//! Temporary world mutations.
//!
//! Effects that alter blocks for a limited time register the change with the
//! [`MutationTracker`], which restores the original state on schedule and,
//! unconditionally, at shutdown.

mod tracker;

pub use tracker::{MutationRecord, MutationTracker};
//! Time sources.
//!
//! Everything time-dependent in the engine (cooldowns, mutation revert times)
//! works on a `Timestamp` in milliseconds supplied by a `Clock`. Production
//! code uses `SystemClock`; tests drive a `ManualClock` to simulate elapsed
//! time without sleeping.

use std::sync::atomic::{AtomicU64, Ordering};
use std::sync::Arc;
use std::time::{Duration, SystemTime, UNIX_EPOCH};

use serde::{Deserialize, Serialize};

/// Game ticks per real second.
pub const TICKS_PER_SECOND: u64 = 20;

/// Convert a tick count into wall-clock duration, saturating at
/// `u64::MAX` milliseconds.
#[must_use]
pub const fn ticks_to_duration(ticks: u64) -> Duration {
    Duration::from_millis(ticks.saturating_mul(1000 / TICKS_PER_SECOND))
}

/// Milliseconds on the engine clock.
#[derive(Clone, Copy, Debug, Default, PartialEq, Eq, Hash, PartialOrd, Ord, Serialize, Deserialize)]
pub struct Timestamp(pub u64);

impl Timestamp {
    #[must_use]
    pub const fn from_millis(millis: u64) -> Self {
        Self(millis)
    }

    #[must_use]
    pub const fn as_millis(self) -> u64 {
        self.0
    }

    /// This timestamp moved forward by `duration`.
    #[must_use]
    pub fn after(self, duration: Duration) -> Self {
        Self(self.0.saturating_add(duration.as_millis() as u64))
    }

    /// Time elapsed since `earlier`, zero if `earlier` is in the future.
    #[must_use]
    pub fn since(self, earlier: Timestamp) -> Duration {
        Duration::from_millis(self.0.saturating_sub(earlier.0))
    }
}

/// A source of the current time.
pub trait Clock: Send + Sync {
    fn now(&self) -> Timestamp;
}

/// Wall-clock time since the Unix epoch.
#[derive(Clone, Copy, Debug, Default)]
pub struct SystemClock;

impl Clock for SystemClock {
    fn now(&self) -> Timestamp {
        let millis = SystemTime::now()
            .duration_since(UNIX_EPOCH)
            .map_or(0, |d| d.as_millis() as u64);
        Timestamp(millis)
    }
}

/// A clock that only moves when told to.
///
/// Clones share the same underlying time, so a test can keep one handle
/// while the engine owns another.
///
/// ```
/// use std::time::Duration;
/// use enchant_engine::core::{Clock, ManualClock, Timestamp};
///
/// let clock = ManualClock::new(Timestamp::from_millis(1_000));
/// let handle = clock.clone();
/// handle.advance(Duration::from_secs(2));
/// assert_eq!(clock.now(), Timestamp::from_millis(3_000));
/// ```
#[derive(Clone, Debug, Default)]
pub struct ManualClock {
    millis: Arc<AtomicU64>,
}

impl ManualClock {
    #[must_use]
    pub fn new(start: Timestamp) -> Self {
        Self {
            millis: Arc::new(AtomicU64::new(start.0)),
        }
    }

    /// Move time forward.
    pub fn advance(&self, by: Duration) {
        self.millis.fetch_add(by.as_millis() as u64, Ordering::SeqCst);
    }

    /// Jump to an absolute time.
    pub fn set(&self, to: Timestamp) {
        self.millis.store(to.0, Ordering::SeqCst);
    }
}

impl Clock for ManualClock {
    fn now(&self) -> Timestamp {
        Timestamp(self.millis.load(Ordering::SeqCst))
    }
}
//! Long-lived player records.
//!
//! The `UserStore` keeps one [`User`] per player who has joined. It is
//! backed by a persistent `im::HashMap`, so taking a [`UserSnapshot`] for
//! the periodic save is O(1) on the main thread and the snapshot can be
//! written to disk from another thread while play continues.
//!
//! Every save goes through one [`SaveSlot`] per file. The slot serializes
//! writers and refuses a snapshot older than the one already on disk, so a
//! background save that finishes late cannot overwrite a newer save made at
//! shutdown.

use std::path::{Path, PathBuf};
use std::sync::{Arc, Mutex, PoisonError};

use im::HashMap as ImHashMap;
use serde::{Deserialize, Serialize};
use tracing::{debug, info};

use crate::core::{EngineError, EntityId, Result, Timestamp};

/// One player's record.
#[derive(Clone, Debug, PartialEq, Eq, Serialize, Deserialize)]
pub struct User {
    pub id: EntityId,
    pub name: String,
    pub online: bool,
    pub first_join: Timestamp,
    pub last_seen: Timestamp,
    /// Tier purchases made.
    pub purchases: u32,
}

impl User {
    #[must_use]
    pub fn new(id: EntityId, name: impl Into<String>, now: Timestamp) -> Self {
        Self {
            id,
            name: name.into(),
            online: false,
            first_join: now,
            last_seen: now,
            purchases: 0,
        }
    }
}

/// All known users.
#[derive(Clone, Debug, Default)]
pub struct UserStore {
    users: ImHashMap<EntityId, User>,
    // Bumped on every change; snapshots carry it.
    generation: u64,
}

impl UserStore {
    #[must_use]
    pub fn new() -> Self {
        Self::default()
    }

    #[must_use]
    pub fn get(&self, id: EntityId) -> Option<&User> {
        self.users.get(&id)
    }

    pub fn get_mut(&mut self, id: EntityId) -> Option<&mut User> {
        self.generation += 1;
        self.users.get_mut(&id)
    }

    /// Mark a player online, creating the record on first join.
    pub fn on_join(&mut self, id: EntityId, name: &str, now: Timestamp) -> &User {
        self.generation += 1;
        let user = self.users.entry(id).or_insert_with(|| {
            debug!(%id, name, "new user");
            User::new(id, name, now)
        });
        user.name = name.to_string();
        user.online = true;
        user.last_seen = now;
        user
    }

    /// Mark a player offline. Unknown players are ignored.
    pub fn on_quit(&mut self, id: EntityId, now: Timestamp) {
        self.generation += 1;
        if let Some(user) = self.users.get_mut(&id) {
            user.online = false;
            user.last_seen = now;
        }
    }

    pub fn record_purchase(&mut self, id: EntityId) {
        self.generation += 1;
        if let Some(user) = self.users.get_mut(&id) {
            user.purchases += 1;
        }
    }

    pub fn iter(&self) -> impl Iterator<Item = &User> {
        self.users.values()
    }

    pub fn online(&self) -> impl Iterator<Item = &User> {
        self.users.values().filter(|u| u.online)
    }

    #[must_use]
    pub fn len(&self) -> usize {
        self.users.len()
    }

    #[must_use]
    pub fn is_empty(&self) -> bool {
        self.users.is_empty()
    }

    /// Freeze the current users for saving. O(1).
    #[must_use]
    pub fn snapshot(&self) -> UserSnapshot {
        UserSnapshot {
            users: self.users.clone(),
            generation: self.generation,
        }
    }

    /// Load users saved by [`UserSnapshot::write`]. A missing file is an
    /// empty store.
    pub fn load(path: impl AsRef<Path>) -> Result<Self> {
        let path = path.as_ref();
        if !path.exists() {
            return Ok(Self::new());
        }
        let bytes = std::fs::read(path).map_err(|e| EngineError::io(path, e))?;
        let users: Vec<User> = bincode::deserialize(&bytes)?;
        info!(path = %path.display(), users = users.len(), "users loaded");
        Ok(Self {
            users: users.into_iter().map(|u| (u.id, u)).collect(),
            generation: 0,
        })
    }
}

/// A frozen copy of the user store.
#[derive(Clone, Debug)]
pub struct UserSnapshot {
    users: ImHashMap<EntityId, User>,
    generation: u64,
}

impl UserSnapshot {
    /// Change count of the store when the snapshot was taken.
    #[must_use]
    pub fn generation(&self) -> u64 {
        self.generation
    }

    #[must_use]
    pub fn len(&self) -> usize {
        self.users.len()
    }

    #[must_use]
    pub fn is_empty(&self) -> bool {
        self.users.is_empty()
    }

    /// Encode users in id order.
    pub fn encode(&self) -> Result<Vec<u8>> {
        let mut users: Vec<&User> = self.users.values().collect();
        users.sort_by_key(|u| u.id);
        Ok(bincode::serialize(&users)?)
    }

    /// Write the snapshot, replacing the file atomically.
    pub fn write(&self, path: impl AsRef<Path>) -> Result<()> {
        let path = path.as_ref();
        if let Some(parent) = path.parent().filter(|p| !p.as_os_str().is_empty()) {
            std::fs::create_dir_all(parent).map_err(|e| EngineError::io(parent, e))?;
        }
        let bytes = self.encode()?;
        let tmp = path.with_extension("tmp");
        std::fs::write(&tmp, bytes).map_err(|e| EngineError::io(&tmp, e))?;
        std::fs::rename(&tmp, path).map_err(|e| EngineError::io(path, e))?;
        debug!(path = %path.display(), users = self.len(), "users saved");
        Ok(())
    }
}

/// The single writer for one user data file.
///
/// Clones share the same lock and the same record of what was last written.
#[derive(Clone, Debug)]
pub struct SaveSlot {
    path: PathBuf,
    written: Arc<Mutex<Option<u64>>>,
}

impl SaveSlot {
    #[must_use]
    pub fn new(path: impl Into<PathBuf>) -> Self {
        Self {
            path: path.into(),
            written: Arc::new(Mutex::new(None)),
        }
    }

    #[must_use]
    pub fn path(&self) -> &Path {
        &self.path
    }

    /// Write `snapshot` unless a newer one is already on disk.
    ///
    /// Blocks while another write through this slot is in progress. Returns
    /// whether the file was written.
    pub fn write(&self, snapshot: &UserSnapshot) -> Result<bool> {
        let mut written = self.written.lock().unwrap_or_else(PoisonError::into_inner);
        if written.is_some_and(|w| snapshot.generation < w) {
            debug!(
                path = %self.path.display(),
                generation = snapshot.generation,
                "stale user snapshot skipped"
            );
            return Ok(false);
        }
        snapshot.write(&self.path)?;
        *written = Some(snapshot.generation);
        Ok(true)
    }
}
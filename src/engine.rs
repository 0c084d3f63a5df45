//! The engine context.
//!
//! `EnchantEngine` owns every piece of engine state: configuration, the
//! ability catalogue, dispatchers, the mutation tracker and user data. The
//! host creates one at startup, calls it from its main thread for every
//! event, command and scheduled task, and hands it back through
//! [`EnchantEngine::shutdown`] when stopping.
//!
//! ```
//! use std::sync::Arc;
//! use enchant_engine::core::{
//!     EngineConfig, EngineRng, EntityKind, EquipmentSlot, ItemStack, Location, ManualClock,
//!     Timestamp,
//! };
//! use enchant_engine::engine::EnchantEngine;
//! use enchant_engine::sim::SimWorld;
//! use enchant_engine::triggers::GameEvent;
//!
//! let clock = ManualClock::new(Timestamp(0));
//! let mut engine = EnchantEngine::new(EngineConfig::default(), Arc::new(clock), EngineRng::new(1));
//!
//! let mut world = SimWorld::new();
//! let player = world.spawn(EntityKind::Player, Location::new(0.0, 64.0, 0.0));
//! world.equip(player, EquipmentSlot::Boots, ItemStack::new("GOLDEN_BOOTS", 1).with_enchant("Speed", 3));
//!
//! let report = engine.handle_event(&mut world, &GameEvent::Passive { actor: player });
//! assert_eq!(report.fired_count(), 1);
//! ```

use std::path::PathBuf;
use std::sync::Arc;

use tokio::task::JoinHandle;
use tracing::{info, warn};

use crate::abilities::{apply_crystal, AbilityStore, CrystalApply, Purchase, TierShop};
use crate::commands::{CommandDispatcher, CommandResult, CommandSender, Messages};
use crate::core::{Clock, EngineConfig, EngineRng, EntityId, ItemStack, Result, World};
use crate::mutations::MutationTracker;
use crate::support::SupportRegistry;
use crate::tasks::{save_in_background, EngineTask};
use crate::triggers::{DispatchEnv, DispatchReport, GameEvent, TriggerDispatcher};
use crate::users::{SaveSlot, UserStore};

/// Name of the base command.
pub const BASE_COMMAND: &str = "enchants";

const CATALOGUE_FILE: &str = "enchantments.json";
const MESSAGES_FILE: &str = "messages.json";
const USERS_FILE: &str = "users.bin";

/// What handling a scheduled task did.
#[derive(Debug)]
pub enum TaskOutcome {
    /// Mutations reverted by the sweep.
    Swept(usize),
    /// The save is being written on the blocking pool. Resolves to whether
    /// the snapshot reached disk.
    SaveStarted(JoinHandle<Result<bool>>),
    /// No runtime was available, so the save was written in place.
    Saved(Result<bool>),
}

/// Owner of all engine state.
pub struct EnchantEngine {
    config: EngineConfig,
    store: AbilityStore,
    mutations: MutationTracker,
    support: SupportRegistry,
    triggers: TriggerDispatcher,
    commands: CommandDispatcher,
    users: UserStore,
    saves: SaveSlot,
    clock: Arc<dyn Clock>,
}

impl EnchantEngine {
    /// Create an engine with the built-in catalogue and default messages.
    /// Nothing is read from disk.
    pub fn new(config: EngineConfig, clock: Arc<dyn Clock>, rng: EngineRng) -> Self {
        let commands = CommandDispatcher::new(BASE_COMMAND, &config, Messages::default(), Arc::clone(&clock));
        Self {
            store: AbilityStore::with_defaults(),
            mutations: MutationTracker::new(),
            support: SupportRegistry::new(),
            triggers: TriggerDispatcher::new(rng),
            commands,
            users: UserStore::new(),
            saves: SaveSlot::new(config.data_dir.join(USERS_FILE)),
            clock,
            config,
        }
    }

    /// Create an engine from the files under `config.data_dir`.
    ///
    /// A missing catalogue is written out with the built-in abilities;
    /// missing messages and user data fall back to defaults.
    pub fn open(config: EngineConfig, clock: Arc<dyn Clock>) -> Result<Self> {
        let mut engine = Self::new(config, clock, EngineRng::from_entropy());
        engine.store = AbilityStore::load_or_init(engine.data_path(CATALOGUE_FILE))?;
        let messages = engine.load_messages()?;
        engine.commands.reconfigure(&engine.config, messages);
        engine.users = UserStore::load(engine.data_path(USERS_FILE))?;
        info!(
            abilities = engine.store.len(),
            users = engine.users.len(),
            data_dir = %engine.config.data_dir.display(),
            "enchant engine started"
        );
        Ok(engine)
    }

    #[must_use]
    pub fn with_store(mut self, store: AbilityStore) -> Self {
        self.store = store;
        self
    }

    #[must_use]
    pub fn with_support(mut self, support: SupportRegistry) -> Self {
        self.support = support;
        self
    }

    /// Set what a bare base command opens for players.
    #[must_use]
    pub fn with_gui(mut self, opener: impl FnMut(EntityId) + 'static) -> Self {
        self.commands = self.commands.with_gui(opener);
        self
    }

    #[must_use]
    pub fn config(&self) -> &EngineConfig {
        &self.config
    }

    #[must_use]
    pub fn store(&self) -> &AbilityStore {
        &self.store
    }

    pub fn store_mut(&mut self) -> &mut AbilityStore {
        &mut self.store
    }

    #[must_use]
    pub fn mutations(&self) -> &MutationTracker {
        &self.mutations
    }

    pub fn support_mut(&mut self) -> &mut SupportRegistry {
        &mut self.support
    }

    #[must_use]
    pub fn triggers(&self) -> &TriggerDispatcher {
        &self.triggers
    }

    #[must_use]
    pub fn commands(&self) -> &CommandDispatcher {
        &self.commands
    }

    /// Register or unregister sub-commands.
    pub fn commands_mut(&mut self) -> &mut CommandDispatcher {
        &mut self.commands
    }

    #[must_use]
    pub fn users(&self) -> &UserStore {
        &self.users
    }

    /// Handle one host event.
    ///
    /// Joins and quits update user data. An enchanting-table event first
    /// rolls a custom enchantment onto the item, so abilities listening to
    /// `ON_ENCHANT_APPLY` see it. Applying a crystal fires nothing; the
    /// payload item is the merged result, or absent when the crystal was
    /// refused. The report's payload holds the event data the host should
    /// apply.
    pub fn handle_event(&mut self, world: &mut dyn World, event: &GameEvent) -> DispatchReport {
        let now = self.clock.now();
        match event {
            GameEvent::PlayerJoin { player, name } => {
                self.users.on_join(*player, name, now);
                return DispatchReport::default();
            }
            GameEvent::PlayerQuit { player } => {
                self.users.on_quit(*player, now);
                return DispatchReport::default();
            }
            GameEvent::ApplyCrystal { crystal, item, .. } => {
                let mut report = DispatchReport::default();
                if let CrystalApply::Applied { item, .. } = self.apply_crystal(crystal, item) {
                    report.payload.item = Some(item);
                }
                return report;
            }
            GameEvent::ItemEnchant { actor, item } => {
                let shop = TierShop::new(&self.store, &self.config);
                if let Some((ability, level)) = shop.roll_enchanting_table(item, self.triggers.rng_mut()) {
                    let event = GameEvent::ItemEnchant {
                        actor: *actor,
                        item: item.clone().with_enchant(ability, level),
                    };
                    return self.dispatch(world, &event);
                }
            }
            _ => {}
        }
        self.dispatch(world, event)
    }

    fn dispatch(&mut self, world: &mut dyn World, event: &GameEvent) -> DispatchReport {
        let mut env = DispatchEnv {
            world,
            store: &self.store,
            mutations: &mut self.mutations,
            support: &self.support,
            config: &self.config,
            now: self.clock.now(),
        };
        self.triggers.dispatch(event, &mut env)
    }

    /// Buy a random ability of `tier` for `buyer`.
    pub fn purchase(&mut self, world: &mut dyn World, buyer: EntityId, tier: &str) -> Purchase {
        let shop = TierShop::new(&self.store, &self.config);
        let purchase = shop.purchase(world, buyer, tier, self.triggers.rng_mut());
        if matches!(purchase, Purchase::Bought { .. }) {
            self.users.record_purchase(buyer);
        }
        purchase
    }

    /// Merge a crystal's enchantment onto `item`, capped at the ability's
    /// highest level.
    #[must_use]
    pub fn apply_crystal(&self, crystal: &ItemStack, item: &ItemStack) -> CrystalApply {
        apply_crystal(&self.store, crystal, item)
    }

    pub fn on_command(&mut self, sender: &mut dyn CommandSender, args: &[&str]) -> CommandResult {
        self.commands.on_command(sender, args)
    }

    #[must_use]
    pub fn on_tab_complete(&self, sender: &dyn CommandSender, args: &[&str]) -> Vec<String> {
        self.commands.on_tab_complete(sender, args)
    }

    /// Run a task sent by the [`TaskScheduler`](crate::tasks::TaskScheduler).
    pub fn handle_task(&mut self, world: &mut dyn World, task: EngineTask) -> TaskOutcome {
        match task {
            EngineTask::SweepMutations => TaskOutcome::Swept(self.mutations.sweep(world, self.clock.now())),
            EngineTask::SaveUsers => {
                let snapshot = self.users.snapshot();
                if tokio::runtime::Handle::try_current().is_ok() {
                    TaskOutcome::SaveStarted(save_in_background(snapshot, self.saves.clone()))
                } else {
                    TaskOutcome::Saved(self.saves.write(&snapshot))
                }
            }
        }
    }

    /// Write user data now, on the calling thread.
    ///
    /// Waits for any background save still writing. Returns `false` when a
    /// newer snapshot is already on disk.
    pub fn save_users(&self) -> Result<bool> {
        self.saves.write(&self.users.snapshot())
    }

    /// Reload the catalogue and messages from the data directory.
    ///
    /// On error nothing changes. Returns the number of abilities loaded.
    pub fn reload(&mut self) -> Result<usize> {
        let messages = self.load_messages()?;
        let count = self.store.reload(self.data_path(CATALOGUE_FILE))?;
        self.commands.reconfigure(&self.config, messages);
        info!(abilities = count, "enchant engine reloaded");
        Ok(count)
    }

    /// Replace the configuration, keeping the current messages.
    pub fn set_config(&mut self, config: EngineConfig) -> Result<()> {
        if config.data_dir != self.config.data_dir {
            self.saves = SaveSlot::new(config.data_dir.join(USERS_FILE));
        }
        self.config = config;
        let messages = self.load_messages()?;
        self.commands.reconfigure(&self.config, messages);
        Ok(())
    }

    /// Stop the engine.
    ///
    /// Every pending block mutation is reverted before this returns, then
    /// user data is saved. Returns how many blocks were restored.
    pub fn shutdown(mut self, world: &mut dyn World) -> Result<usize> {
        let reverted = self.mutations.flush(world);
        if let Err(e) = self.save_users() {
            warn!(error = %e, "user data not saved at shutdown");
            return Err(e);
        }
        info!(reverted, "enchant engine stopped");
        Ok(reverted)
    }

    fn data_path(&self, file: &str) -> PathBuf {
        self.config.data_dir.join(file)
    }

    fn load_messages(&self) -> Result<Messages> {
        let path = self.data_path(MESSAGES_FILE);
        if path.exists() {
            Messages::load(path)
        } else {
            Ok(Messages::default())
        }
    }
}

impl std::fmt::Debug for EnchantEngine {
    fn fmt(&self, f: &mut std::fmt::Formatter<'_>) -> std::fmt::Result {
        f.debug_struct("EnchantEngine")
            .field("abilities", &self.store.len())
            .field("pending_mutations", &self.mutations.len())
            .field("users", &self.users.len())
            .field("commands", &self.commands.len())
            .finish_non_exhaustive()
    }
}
--*--
--- Task requirements ---
Go through the material and tally every line where "args" appears. The number is the whole answer.

--- Answer to this exercise ---
4